Non è dato sapere se un analogo obbligo sarà previsto per qualche altra categoria di lavoratori. Pur non essendo possibile, al momento conoscere il testo del provvedimento, sembra molto poco verosimile che la norma in corso di stesura o altre che seguiranno a breve, possano fornire una regolamentazione per tutti i settori lavorativi, che comportano esposizione a rischio, diversi da quello sanitario.
In effetti questa auspicabile, ma inesistente, normativa dovrebbe affrontare l’arduo problema di disciplinare, commisurandone i limiti di due diversi e fondamentali diritti del cittadino, costituzionalmente garantiti ed in possibile rotta di collisione tra loro. Il legislatore correrebbe continuamente il rischio di sfuggire a Scilla per incappare in Cariddi. Infatti, se per un verso è innegabile il diritto del datore di lavoro di non esporsi ai rischi gravi di un possibile inadempimento, nascente dal mancato rispetto dei suoi obblighi di tenere sicuro l’ambiente di lavoro, per altro verso è del tutto legittimo il principio per cui un lavoratore possa rifiutarsi di sottoporsi a vaccinazione, in quanto mancando uno specifico obbligo giuridico, rifiutare il vaccino costituisce una prerogativa individuale garantita costituzionalmente. Infatti, l’art. 32 della Costituzione opera un contemperamento di interessi: affermando, al primo comma, il diritto positivo alla salute ed al secondo comma, il diritto a non essere sottoposto obbligatoriamente ad un trattamento sanitario, se non per disposizione di legge. Da ciò la evidente legittimità di rifiutare la inoculazione del vaccino.

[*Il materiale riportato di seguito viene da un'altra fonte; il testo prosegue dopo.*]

//! Agent connection wrapper and shared connection slot
//!
//! `AgentClient` owns one realtime connection and layers a closed flag over
//! the raw transport: closing is idempotent, pending sends and receives are
//! cancelled the moment the flag flips, and `next_event` never hands out
//! events queued behind a close. `ClientSlot` is the shared cell the encoder
//! and HTTP handlers read the live connection from.

use std::sync::{Arc, RwLock};
use tokio::sync::watch;
use tracing::debug;

use super::events::{ClientEvent, SessionConfigPayload};
use super::transport::{AgentTransport, TransportError};
use super::ServerEvent;
use crate::session::InterviewConfig;

pub struct AgentClient {
    transport: Box<dyn AgentTransport>,
    closed_tx: watch::Sender<bool>,
}

impl AgentClient {
    pub fn new(transport: Box<dyn AgentTransport>) -> Self {
        let (closed_tx, _) = watch::channel(false);
        Self {
            transport,
            closed_tx,
        }
    }

    /// Send the opening `session.update`. Must go out before any audio.
    pub async fn send_session_config(
        &self,
        config: &InterviewConfig,
    ) -> Result<(), TransportError> {
        self.send(ClientEvent::SessionUpdate {
            session: SessionConfigPayload::for_interview(config),
        })
        .await
    }

    /// Send one base64 audio frame.
    pub async fn append_audio(&self, audio: String) -> Result<(), TransportError> {
        self.send(ClientEvent::AppendAudio { audio }).await
    }

    /// Guarded send: fails immediately once the connection is closed, and a
    /// close while the send is in flight cancels it.
    async fn send(&self, event: ClientEvent) -> Result<(), TransportError> {
        let mut closed_rx = self.closed_tx.subscribe();
        tokio::select! {
            biased;
            _ = closed_rx.wait_for(|closed| *closed) => Err(TransportError::Closed),
            result = self.transport.send(event) => result,
        }
    }

    /// Next inbound event. Returns `None` when the peer ends the stream or
    /// the connection is closed locally; events still queued at close time
    /// are not delivered.
    pub async fn next_event(&self) -> Option<ServerEvent> {
        let mut closed_rx = self.closed_tx.subscribe();
        tokio::select! {
            biased;
            _ = closed_rx.wait_for(|closed| *closed) => None,
            event = self.transport.recv() => event,
        }
    }

    /// Close the connection. Every call after the first is a no-op.
    pub async fn close(&self) {
        if self.closed_tx.send_replace(true) {
            return;
        }
        debug!("closing agent connection");
        self.transport.close().await;
    }

    pub fn is_closed(&self) -> bool {
        *self.closed_tx.borrow()
    }
}

/// Shared cell holding the live connection, if any.
///
/// The encoder loop and HTTP handlers hold clones; the session controller
/// sets it on connect and clears it during teardown.
#[derive(Clone, Default)]
pub struct ClientSlot {
    inner: Arc<RwLock<Option<Arc<AgentClient>>>>,
}

impl ClientSlot {
    pub fn new() -> Self {
        Self::default()
    }

    pub fn set(&self, client: Arc<AgentClient>) {
        if let Ok(mut slot) = self.inner.write() {
            *slot = Some(client);
        }
    }

    pub fn get(&self) -> Option<Arc<AgentClient>> {
        self.inner.read().ok().and_then(|slot| slot.clone())
    }

    /// Empty the slot, returning the connection that was in it so the
    /// caller can close it.
    pub fn clear(&self) -> Option<Arc<AgentClient>> {
        self.inner.write().ok().and_then(|mut slot| slot.take())
    }

    pub fn is_connected(&self) -> bool {
        self.get().is_some()
    }
}

/// Builds agent connections from interview settings.
///
/// The loopback connector scripts an in-process agent; a production build
/// plugs a websocket connector in here.
#[async_trait::async_trait]
pub trait AgentConnector: Send + Sync {
    async fn connect(&self, config: &InterviewConfig) -> Result<AgentClient, TransportError>;
}
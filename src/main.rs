use anyhow::{Context, Result};
use clap::{Parser, Subcommand};
use std::path::PathBuf;
use std::sync::Arc;
use tracing::info;

use vivavoce::api::{BackendClient, InterviewBackend, MemoryBackend};
use vivavoce::audio::CollectSink;
use vivavoce::capture::{CaptureConfig, CaptureFactory, CaptureSource};
use vivavoce::http::{create_router, AppState};
use vivavoce::realtime::{AgentConnector, LoopbackConnector};
use vivavoce::session::{InterviewConfig, SessionController, SessionSettings, Speaker};
use vivavoce::Config;

#[derive(Parser)]
#[command(name = "vivavoce", version, about = "Timed AI voice interview engine")]
struct Cli {
    /// Configuration file, without extension
    #[arg(long, default_value = "config/vivavoce")]
    config: String,

    #[command(subcommand)]
    command: Command,
}

#[derive(Subcommand)]
enum Command {
    /// Run the HTTP control surface
    Serve,
    /// Run one offline interview end to end and print the transcript
    Run {
        /// Interview code to provision in the offline backend
        #[arg(long, default_value = "demo")]
        code: String,
        /// WAV file played as the candidate's microphone
        #[arg(long)]
        audio: Option<PathBuf>,
    },
}

#[tokio::main]
async fn main() -> Result<()> {
    tracing_subscriber::fmt::init();

    let cli = Cli::parse();
    let cfg = Config::load(&cli.config)
        .with_context(|| format!("Failed to load config from {}", cli.config))?;

    match cli.command {
        Command::Serve => serve(cfg).await,
        Command::Run { code, audio } => run_once(cfg, code, audio).await,
    }
}

/// Configuration the loopback agent plays against when no remote backend is
/// configured.
fn offline_interview(code: &str) -> InterviewConfig {
    InterviewConfig {
        code: code.to_string(),
        endpoint: "loopback://agent".to_string(),
        api_key: "offline".to_string(),
        deployment: "scripted".to_string(),
        system_prompt: "You are a friendly interviewer. Ask the candidate three short \
                        questions about their engineering background."
            .to_string(),
        voice: "coral".to_string(),
        temperature: None,
    }
}

fn session_settings(cfg: &Config) -> SessionSettings {
    SessionSettings {
        duration_secs: cfg.session.duration_secs,
        ..SessionSettings::default()
    }
}

async fn serve(cfg: Config) -> Result<()> {
    info!("{} starting", cfg.service.name);

    let backend: Arc<dyn InterviewBackend> = match &cfg.backend.base_url {
        Some(base_url) => {
            info!("Using interview backend at {}", base_url);
            Arc::new(BackendClient::new(base_url.clone()))
        }
        None => {
            info!(
                "No backend configured, provisioning offline interview \"{}\"",
                cfg.backend.offline_code
            );
            Arc::new(
                MemoryBackend::new().with_interview(offline_interview(&cfg.backend.offline_code)),
            )
        }
    };
    // The agent transport is a seam; the built-in connector runs the
    // scripted loopback agent.
    let connector: Arc<dyn AgentConnector> = Arc::new(LoopbackConnector::demo());

    let capture_source = cfg.capture.source()?;
    let capture_config = CaptureConfig {
        frame_duration_ms: cfg.capture.frame_duration_ms,
        ..CaptureConfig::default()
    };

    let state = AppState::new(
        backend,
        connector,
        session_settings(&cfg),
        capture_source,
        capture_config,
    );
    let app = create_router(state);

    let addr = format!("{}:{}", cfg.service.http.bind, cfg.service.http.port);
    let listener = tokio::net::TcpListener::bind(&addr)
        .await
        .with_context(|| format!("Failed to bind {}", addr))?;
    info!("HTTP control surface listening on {}", addr);

    axum::serve(listener, app).await.context("HTTP server failed")?;
    Ok(())
}

async fn run_once(cfg: Config, code: String, audio: Option<PathBuf>) -> Result<()> {
    let backend = Arc::new(MemoryBackend::new().with_interview(offline_interview(&code)));
    let connector: Arc<dyn AgentConnector> = Arc::new(LoopbackConnector::demo());

    let capture_source = match audio {
        Some(path) => CaptureSource::File(path),
        None => cfg.capture.source()?,
    };
    let capture_config = CaptureConfig {
        frame_duration_ms: cfg.capture.frame_duration_ms,
        ..CaptureConfig::default()
    };
    let capture = CaptureFactory::create(capture_source, capture_config)?;

    let config = backend.fetch_config(&code).await?;
    let mut controller = SessionController::new(
        config,
        session_settings(&cfg),
        connector,
        backend.clone(),
    );

    let sink = CollectSink::new();
    controller
        .prepare(capture, Box::new(sink.clone()))
        .await
        .context("Failed to prepare media")?;
    controller.connect().await.context("Failed to connect")?;

    let handle = controller.handle();
    let summary = controller.run().await;

    println!();
    for entry in handle.transcript().await {
        match entry.speaker {
            Speaker::Agent => println!("AI: {}", entry.text),
            Speaker::User => println!("User: {}", entry.text),
            Speaker::System => println!("{}", entry.text),
        }
    }
    println!();

    if let Some(message) = summary.end_message.as_ref() {
        println!("{}", message.text);
    }

    info!(
        "Attempt {} ended ({:?}), {} transcript entries",
        summary.attempt_id, summary.end_reason, summary.transcript_entries
    );
    info!(
        "Agent audio rendered: {:.1}s",
        sink.rendered_secs(vivavoce::audio::TRANSPORT_SAMPLE_RATE)
    );
    for upload in backend.uploads().await {
        info!(
            "Uploaded {} ({} bytes, transcription {} chars)",
            upload.file_name,
            upload.bytes.len(),
            upload.transcription.len()
        );
    }

    Ok(())
}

Tra gli studiosi di questo settore del diritto è prevalente la corrente di pensiero che ritiene questo comportamento oppositivo possa comportare una altrettanto legittima sospensione dal lavoro e dalla retribuzione per il lavoratore renitente, risultando allo stato minoritaria quella opposta opinione che ipotizza la possibilità di operare il licenziamento, anche se con le cautele del caso, ove non sia possibile destinare il lavoratore dissenziente alla vaccinazione ad altri compiti, che non espongano i colleghi o terzi a rischio di contagio.
Il 19 marzo appena trascorso, il Tribunale di Belluno, con una ordinanza che ha definito il procedimento cautelare (n. 12/2021) promosso da alcuni infermieri ed operatori socio sanitari, che operano nell’ambito delle case di riposo e che non hanno inteso vaccinarsi e che per questo erano stati posti in ferie retribuite, con unilaterale determinazione del datore di lavoro, ha rigettato il ricorso dei medesimi lavoratori, affermando che, in questo caso, le esigenze di sicurezza sanitaria rendevano legittimo porre in ferie, il personale, contrario al vaccino, sebbene l’azienda non avesse in alcun modo considerato l’interesse dei lavoratori di usufruire del riposo feriale in un diverso periodo, in violazione, solo apparente, del disposto dell’art. 2019 codice civile.
La decisione è motivata dalla prevalenza del diritto alla sicurezza rispetto al diritto di godere regolarmente delle ferie. La notizia è stata travisata ed è circolata inappropriatamente, come una prima generalizzata conferma giudiziaria del diritto di sospendere dall’attività i lavoratori che rifiutano il vaccino. Non è così, il sentiero è incerto, lungo, aspro ed è tutto in salita.